Collected data entries
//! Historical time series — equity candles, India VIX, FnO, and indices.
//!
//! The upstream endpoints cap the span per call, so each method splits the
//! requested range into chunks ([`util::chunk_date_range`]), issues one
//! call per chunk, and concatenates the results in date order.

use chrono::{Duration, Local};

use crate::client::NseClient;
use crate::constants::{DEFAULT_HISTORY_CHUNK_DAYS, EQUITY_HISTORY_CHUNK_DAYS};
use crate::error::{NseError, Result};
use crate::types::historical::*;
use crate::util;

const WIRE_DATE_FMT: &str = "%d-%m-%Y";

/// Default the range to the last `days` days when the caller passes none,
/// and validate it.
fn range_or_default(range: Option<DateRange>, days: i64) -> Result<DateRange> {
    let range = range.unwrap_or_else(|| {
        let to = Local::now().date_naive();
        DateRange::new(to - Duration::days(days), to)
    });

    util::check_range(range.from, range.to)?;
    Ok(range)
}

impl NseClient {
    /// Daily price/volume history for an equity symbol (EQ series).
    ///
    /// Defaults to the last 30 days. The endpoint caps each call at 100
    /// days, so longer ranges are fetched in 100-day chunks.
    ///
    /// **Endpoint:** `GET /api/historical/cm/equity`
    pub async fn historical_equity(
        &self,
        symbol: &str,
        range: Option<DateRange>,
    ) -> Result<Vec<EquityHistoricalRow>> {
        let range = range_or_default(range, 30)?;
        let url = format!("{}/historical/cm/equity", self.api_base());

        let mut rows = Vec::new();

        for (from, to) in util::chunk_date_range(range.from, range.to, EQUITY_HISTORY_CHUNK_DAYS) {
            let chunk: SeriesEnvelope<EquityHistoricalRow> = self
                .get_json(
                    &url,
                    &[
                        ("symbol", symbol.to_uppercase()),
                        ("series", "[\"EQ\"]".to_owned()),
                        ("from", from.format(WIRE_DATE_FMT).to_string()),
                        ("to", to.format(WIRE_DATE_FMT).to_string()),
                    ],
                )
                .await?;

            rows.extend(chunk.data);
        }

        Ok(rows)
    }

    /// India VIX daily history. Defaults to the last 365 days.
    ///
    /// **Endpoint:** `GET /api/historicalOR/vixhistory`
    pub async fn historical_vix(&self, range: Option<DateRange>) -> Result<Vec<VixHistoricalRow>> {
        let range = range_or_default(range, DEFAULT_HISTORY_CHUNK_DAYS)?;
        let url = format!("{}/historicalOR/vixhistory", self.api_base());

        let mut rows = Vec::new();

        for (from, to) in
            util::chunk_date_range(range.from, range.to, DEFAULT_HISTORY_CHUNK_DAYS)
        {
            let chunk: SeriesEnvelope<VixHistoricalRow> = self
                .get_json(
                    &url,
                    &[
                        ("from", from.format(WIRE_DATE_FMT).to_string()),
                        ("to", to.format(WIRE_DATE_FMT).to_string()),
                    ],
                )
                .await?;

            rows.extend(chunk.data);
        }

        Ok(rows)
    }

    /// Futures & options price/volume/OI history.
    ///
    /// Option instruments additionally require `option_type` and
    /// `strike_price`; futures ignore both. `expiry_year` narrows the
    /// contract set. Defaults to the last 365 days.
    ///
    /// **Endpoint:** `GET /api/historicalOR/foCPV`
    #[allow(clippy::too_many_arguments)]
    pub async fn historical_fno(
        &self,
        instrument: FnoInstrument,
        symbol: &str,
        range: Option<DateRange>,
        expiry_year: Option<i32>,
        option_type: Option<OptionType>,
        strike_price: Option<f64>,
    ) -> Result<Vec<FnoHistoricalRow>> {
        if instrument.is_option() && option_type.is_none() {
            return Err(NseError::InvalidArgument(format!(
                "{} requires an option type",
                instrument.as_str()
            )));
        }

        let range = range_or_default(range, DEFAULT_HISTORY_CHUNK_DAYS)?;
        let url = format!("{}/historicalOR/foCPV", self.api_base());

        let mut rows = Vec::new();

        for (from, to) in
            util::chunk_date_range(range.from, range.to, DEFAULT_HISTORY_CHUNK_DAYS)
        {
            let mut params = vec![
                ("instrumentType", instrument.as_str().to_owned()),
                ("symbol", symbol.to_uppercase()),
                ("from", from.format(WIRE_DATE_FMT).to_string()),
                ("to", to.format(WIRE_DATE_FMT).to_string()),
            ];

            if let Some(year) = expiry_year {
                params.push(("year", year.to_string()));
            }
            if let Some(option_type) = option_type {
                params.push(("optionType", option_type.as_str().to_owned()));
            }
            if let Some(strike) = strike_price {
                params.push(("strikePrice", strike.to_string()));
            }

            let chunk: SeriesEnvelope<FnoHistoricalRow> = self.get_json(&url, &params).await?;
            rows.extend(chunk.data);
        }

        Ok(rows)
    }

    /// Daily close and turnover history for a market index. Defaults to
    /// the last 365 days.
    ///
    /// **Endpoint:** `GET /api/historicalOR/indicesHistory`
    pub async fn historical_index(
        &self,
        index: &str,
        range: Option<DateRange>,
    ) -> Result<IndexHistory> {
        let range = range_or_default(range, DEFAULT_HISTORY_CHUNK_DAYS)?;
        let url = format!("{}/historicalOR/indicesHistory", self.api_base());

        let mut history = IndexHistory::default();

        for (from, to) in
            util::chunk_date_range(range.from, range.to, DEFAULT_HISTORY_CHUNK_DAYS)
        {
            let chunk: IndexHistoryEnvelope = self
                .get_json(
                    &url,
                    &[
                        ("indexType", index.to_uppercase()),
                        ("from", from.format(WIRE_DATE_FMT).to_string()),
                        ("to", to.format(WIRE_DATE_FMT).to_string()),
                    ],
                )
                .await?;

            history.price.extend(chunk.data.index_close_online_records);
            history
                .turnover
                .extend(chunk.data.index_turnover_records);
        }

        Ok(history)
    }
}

==

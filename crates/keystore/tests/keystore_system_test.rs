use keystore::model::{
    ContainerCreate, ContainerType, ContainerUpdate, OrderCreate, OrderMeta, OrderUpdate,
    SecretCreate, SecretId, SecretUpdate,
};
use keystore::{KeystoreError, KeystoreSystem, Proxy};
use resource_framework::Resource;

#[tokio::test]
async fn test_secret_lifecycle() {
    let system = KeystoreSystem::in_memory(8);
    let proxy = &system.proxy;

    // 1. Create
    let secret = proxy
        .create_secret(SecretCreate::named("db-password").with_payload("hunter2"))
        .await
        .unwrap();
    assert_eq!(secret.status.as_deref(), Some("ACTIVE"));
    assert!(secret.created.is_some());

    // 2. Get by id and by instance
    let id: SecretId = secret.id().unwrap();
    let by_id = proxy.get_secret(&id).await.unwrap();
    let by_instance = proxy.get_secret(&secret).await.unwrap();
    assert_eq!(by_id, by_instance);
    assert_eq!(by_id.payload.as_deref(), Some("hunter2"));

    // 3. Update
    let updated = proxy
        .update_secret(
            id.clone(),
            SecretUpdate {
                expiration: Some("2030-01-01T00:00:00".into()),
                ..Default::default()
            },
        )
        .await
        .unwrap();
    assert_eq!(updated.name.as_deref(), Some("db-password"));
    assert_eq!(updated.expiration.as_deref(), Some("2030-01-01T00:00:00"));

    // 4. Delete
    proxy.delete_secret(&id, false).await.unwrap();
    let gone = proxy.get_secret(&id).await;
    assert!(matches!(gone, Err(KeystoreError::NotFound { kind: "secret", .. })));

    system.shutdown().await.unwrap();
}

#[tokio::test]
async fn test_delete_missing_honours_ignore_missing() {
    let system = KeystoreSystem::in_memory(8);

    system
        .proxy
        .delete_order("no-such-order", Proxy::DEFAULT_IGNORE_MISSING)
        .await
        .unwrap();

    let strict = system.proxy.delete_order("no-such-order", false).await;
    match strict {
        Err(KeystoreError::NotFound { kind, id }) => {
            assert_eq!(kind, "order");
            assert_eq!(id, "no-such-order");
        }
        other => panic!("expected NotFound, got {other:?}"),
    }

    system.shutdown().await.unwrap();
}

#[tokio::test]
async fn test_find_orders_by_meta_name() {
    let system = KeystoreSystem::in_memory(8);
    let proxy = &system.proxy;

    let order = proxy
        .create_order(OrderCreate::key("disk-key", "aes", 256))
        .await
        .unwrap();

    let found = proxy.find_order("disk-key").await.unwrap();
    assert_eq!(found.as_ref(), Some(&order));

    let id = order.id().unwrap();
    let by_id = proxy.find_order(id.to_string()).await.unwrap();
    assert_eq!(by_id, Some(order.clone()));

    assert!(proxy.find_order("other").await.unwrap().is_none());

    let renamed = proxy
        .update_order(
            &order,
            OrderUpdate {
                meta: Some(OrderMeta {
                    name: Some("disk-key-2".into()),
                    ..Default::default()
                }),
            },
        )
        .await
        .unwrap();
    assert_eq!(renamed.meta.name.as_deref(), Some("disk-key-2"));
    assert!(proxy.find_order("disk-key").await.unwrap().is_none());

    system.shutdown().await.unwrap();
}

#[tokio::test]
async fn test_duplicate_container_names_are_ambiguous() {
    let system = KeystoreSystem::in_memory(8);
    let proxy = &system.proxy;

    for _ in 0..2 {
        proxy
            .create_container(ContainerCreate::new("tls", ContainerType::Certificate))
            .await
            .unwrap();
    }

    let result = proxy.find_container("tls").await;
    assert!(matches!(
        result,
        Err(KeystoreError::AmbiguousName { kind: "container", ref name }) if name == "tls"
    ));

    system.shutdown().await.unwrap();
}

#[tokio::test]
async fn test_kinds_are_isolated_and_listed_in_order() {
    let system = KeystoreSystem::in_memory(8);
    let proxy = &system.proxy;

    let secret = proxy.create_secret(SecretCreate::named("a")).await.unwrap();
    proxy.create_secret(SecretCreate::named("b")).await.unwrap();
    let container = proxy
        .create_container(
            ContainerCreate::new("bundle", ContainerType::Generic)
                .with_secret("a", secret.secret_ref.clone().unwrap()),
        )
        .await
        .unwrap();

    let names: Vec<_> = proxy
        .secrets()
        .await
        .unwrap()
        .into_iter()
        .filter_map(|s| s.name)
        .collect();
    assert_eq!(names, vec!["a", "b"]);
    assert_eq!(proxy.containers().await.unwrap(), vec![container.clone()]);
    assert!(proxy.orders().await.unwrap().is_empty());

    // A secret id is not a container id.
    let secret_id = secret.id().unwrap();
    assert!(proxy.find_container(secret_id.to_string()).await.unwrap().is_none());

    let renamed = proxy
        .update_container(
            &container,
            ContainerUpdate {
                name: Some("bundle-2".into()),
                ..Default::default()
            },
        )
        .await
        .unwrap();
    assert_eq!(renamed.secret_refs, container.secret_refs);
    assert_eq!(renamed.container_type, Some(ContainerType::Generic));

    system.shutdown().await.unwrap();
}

REQUIREMENT —
When a line in the records above holds "such", that line is to be reported.

TASK OUTPUT —
        .delete_order("no-such-order", Proxy::DEFAULT_IGNORE_MISSING)
    let strict = system.proxy.delete_order("no-such-order", false).await;
            assert_eq!(id, "no-such-order");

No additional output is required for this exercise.